Cette définition a été adoptée en 1978, après une attente qui a duré vingt ans, par la Conférence d’Almaty (Alma Ata) portant sur « Les modes primitifs de guérison », Conférence placée sous le mot d’ordre de : « La santé pour tous à l’horizon 2000 ».
L’auteur se penche, dans cette étude, sur quatre aspects de l’approche médicale traditionnelle de la « sciatique » : l’espace de l’exercice médical et son organisation ; les fondements de la légitimité du traitement ; la représentation de la nature de la maladie et les protocoles du traitement ; enfin, les mécanismes de commercialisation et les rapports à la médecine moderne.

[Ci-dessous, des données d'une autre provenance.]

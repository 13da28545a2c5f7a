//! Obligation arithmetic shared by discovery seeding and the runtime matcher
//!
//! Everything here is a pure function of its inputs: tolerance windows per
//! pattern case, the next-date roll, forecast amount ranges, and the
//! composite score used to rank candidate patterns for an ambiguous
//! transaction.

use chrono::{Duration, NaiveDate};
use rust_decimal::prelude::{FromPrimitive, ToPrimitive};
use rust_decimal::Decimal;

use crate::models::{AmountBehaviour, Obligation, PatternCase};

/// Matching tolerance in whole days for a pattern case
///
/// Intervals below 10 days are rejected at discovery, so the custom formula
/// covers every cadence shorter than monthly.
pub fn tolerance_days(case: PatternCase, interval_days: i64) -> i64 {
    match case {
        PatternCase::FixedMonthly | PatternCase::VariableMonthly | PatternCase::FlexibleMonthly => {
            3
        }
        PatternCase::BiMonthly => 5,
        PatternCase::Quarterly => 7,
        PatternCase::CustomInterval => ((interval_days as f64 * 0.15).round() as i64).max(2),
    }
}

/// Next expected date, anchored on the prior obligation's expected date
///
/// The anchor is the prior *expected* date, never the fulfilment date, so
/// the schedule cannot drift when payments land early or late.
pub fn next_expected_date(prior_expected: NaiveDate, interval_days: i64) -> NaiveDate {
    prior_expected + Duration::days(interval_days)
}

/// Forecast amount range for the next obligation
///
/// `window` holds the amounts of the most recent inlier transactions
/// (typically three, newest first). The range is for budgeting and outlier
/// flagging only; matching never enforces amounts.
pub fn estimate_amount_range(
    window: &[Decimal],
    behaviour: AmountBehaviour,
    representative: Decimal,
) -> (Decimal, Decimal) {
    if window.is_empty() || behaviour == AmountBehaviour::Fixed {
        return (representative, representative);
    }

    let min = window.iter().min().copied().unwrap_or(representative);
    let max = window.iter().max().copied().unwrap_or(representative);

    match behaviour {
        AmountBehaviour::Fixed => (representative, representative),
        AmountBehaviour::Variable => {
            let mean = window.iter().sum::<Decimal>() / Decimal::from(window.len());
            let sigma = stddev(window, mean);

            let floor = min * Decimal::new(95, 2);
            let cap = max * Decimal::new(105, 2);
            let lower = (mean - sigma).max(floor).round_dp(2);
            let upper = (mean + sigma).min(cap).round_dp(2);
            (lower, upper)
        }
        AmountBehaviour::HighlyVariable => (min, max),
    }
}

/// Composite score for pattern priority on ambiguity; lower is tighter
///
/// `|date - expected| / tolerance + max(0, distance(amount, [min, max])) / max`
/// Ties are broken on the lowest pattern id by the caller.
pub fn ambiguity_score(date: NaiveDate, amount: Decimal, obligation: &Obligation) -> f64 {
    let tolerance = obligation.tolerance_days.max(1) as f64;
    let date_term = (date - obligation.expected_date).num_days().abs() as f64 / tolerance;

    let amount_term = match (obligation.expected_min_amount, obligation.expected_max_amount) {
        (Some(min), Some(max)) if max > Decimal::ZERO => {
            let distance = if amount < min {
                min - amount
            } else if amount > max {
                amount - max
            } else {
                Decimal::ZERO
            };
            (distance / max).to_f64().unwrap_or(0.0)
        }
        _ => 0.0,
    };

    date_term + amount_term
}

fn stddev(values: &[Decimal], mean: Decimal) -> Decimal {
    if values.len() < 2 {
        return Decimal::ZERO;
    }
    let variance = values
        .iter()
        .map(|v| {
            let d = (*v - mean).to_f64().unwrap_or(0.0);
            d * d
        })
        .sum::<f64>()
        / values.len() as f64;
    Decimal::from_f64(variance.sqrt()).unwrap_or_default()
}

#[cfg(test)]
mod tests {
    use super::*;
    use crate::models::ObligationStatus;
    use chrono::Utc;
    use rust_decimal_macros::dec;

    fn obligation(expected: NaiveDate, tolerance: i64, min: Decimal, max: Decimal) -> Obligation {
        Obligation {
            id: 1,
            pattern_id: 1,
            expected_date: expected,
            tolerance_days: tolerance,
            expected_min_amount: Some(min),
            expected_max_amount: Some(max),
            status: ObligationStatus::Expected,
            fulfilled_by_transaction_id: None,
            fulfilled_at: None,
            days_early: None,
            created_at: Utc::now(),
        }
    }

    fn date(y: i32, m: u32, d: u32) -> NaiveDate {
        NaiveDate::from_ymd_opt(y, m, d).unwrap()
    }

    #[test]
    fn test_tolerance_by_case() {
        assert_eq!(tolerance_days(PatternCase::FixedMonthly, 30), 3);
        assert_eq!(tolerance_days(PatternCase::VariableMonthly, 31), 3);
        assert_eq!(tolerance_days(PatternCase::FlexibleMonthly, 29), 3);
        assert_eq!(tolerance_days(PatternCase::BiMonthly, 60), 5);
        assert_eq!(tolerance_days(PatternCase::Quarterly, 90), 7);
        // 0.15 * 28 = 4.2 -> 4
        assert_eq!(tolerance_days(PatternCase::CustomInterval, 28), 4);
        // 0.15 * 11 = 1.65 -> 2, still floored at 2
        assert_eq!(tolerance_days(PatternCase::CustomInterval, 11), 2);
        assert_eq!(tolerance_days(PatternCase::CustomInterval, 400), 60);
    }

    #[test]
    fn test_next_expected_anchors_on_expected() {
        let next = next_expected_date(date(2025, 12, 30), 30);
        assert_eq!(next, date(2026, 1, 29));
    }

    #[test]
    fn test_amount_range_fixed() {
        let window = vec![dec!(16500), dec!(16500), dec!(16500)];
        let (lo, hi) = estimate_amount_range(&window, AmountBehaviour::Fixed, dec!(16500));
        assert_eq!(lo, dec!(16500));
        assert_eq!(hi, dec!(16500));
    }

    #[test]
    fn test_amount_range_variable_clamped() {
        let window = vec![dec!(4000), dec!(5000), dec!(4000)];
        let (lo, hi) = estimate_amount_range(&window, AmountBehaviour::Variable, dec!(4000));
        // mean 4333.33, sigma ~471; lower clamped up to 0.95 * 4000
        assert!(lo >= dec!(3800));
        assert!(hi <= dec!(5250));
        assert!(lo < hi);
    }

    #[test]
    fn test_amount_range_highly_variable() {
        let window = vec![dec!(900), dec!(3200), dec!(1500)];
        let (lo, hi) = estimate_amount_range(&window, AmountBehaviour::HighlyVariable, dec!(1500));
        assert_eq!(lo, dec!(900));
        assert_eq!(hi, dec!(3200));
    }

    #[test]
    fn test_amount_range_empty_window_falls_back() {
        let (lo, hi) = estimate_amount_range(&[], AmountBehaviour::Variable, dec!(199));
        assert_eq!(lo, dec!(199));
        assert_eq!(hi, dec!(199));
    }

    #[test]
    fn test_ambiguity_score_prefers_tighter_date() {
        let obl = obligation(date(2026, 1, 15), 3, dec!(4000), dec!(5000));
        let exact = ambiguity_score(date(2026, 1, 15), dec!(4500), &obl);
        let edge = ambiguity_score(date(2026, 1, 18), dec!(4500), &obl);
        assert!(exact < edge);
        assert_eq!(exact, 0.0);
    }

    #[test]
    fn test_ambiguity_score_penalises_amount_outside_band() {
        let obl = obligation(date(2026, 1, 15), 3, dec!(4000), dec!(5000));
        let inside = ambiguity_score(date(2026, 1, 15), dec!(4200), &obl);
        let outside = ambiguity_score(date(2026, 1, 15), dec!(9000), &obl);
        assert!(inside < outside);
    }
}
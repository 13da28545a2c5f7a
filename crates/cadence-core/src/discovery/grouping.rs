//! Candidate group construction
//!
//! Groups a user's transactions by (payee, direction, currency) and strips
//! the ones already linked to a pattern on the same key, so re-discovery
//! only ever sees unassigned history.

use std::collections::HashMap;

use serde::Serialize;
use tracing::debug;

use super::{DiscoveryConfig, DiscoveryFilters, SkipReason};
use crate::db::Database;
use crate::error::Result;
use crate::models::{Direction, Transaction};

/// Identity of a transaction group; currencies never mix across groups
#[derive(Debug, Clone, Copy, PartialEq, Eq, Hash, Serialize)]
pub struct GroupKey {
    pub payee_id: i64,
    pub direction: Direction,
    pub currency_id: i64,
}

/// A group of unassigned transactions sharing one key, oldest first
#[derive(Debug, Clone)]
pub struct CandidateGroup {
    pub key: GroupKey,
    pub transactions: Vec<Transaction>,
}

/// A group or cluster that discovery declined, with the reason
#[derive(Debug, Clone, Serialize)]
pub struct SkippedGroup {
    pub key: GroupKey,
    pub reason: SkipReason,
}

/// Build candidate groups for a user, filtering out linked transactions
///
/// Pure function of the stored transactions and links; an empty result just
/// means the user has nothing new to analyze.
pub fn build_candidate_groups(
    db: &Database,
    user_id: i64,
    filters: &DiscoveryFilters,
    config: &DiscoveryConfig,
) -> Result<(Vec<CandidateGroup>, Vec<SkippedGroup>)> {
    let transactions = db.list_transactions_for_discovery(user_id)?;

    let mut by_key: HashMap<GroupKey, Vec<Transaction>> = HashMap::new();
    for tx in transactions {
        if let Some(payee_id) = filters.payee_id {
            if tx.payee_id != payee_id {
                continue;
            }
        }
        if let Some(direction) = filters.direction {
            if tx.direction != direction {
                continue;
            }
        }

        let key = GroupKey {
            payee_id: tx.payee_id,
            direction: tx.direction,
            currency_id: tx.currency_id,
        };
        by_key.entry(key).or_default().push(tx);
    }

    let mut groups = Vec::new();
    let mut skipped = Vec::new();

    let mut keys: Vec<GroupKey> = by_key.keys().copied().collect();
    keys.sort_by_key(|k| (k.payee_id, k.direction.as_str(), k.currency_id));

    for key in keys {
        let all = by_key.remove(&key).unwrap_or_default();
        let linked =
            db.linked_transaction_ids_for_key(user_id, key.payee_id, key.direction, key.currency_id)?;

        let unassigned: Vec<Transaction> =
            all.iter().filter(|t| !linked.contains(&t.id)).cloned().collect();

        debug!(
            payee_id = key.payee_id,
            direction = %key.direction,
            total = all.len(),
            linked = linked.len(),
            unassigned = unassigned.len(),
            "Built transaction group"
        );

        if unassigned.len() < config.min_transactions {
            let reason = if unassigned.is_empty() && !all.is_empty() {
                SkipReason::AllTransactionsLinked
            } else {
                SkipReason::TooFewTransactions
            };
            skipped.push(SkippedGroup { key, reason });
            continue;
        }

        groups.push(CandidateGroup {
            key,
            transactions: unassigned,
        });
    }

    Ok((groups, skipped))
}
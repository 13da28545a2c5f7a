//! CLI argument definitions

use clap::{Parser, Subcommand};

#[derive(Parser)]
#[command(name = "cadence")]
#[command(about = "Recurring-obligation discovery and tracking", long_about = None)]
pub struct Cli {
    /// Path to the database file
    #[arg(long, global = true, default_value = "cadence.db")]
    pub db: String,

    /// Enable debug logging
    #[arg(short, long, global = true)]
    pub verbose: bool,

    #[command(subcommand)]
    pub command: Commands,
}

#[derive(Subcommand)]
pub enum Commands {
    /// Initialize the database
    Init,

    /// Run pattern discovery for a user
    Discover {
        /// User to analyze
        #[arg(long)]
        user: i64,
        /// Only this payee
        #[arg(long)]
        payee: Option<i64>,
        /// Only this direction (debit or credit)
        #[arg(long)]
        direction: Option<String>,
    },

    /// List a user's patterns
    Patterns {
        #[arg(long)]
        user: i64,
        /// Filter by status (active, paused, broken, archived)
        #[arg(long)]
        status: Option<String>,
    },

    /// Pending obligations due within a window
    Upcoming {
        #[arg(long)]
        user: i64,
        /// Days ahead to look
        #[arg(long, default_value = "30")]
        days: i64,
    },

    /// Matcher work that exhausted its retries
    DeadLetters,

    /// Load a small demo dataset for manual testing
    SeedDemo {
        #[arg(long, default_value = "1")]
        user: i64,
    },

    /// Start the web server
    Serve {
        #[arg(long, default_value = "127.0.0.1")]
        host: String,
        #[arg(short, long, default_value = "3000")]
        port: u16,
    },
}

Concernant le premier aspect, il apparaît que le traitement repose sur une organisation collective rigoureuse, de type coopératif, qui garantit la bonne marche du processus de guérison, tant au niveau de la relation des malades les uns aux autres qu’à celui de la relation de ces malades au guérisseur et à ses collaborateurs.
Pour le deuxième aspect, il apparaît que la baraka (pouvoir surnaturel) et le professionnalisme (le ‘arf – le savoir, l’autorité qui vient de l’expérience) dont jouit le guérisseur, d’un côté, et la niya (la foi, la confiance) du patient, d’un autre côté, constituent les deux  bases complémentaires du processus de guérison. Il est important de noter que ce traitement est considéré comme se situant, en premier lieu, dans la lignée de la médication prophétique, et cela à travers le fasd qui est une forme d’épilation opérée au moyen du massage par le skhoun (liquide chaud), suivi de l’utilisation du henné selon la technique héritée de la médication prophétique. Il faut souligner à cet égard qu’il existe une réelle différence entre la méthode dite prophétique, telle que décrite dans les récits traditionnels, et celle attribuée au saint homme Si Hassine. Il faut également noter que le guérisseur a une claire vision de la nature du mal et qu’il s’appuie sur une définition de cette affection ainsi que sur un diagnostic et des protocoles de guérison. Cette approche médicale se fonde, enfin, sur des techniques commerciales ayant pour base les réseaux sociaux, lesquels fonctionnent au moyen du bouche à oreille et de la communication directe. La clé de voûte de ce travail de « marketing » consiste en une présentation de la médecine moderne comme une approche impuissante à guérir cette maladie. Et c’est cela qui confère sa légitimité en dernière instance à la médecine traditionnelle et explique la pérennité de cette pratique sociale.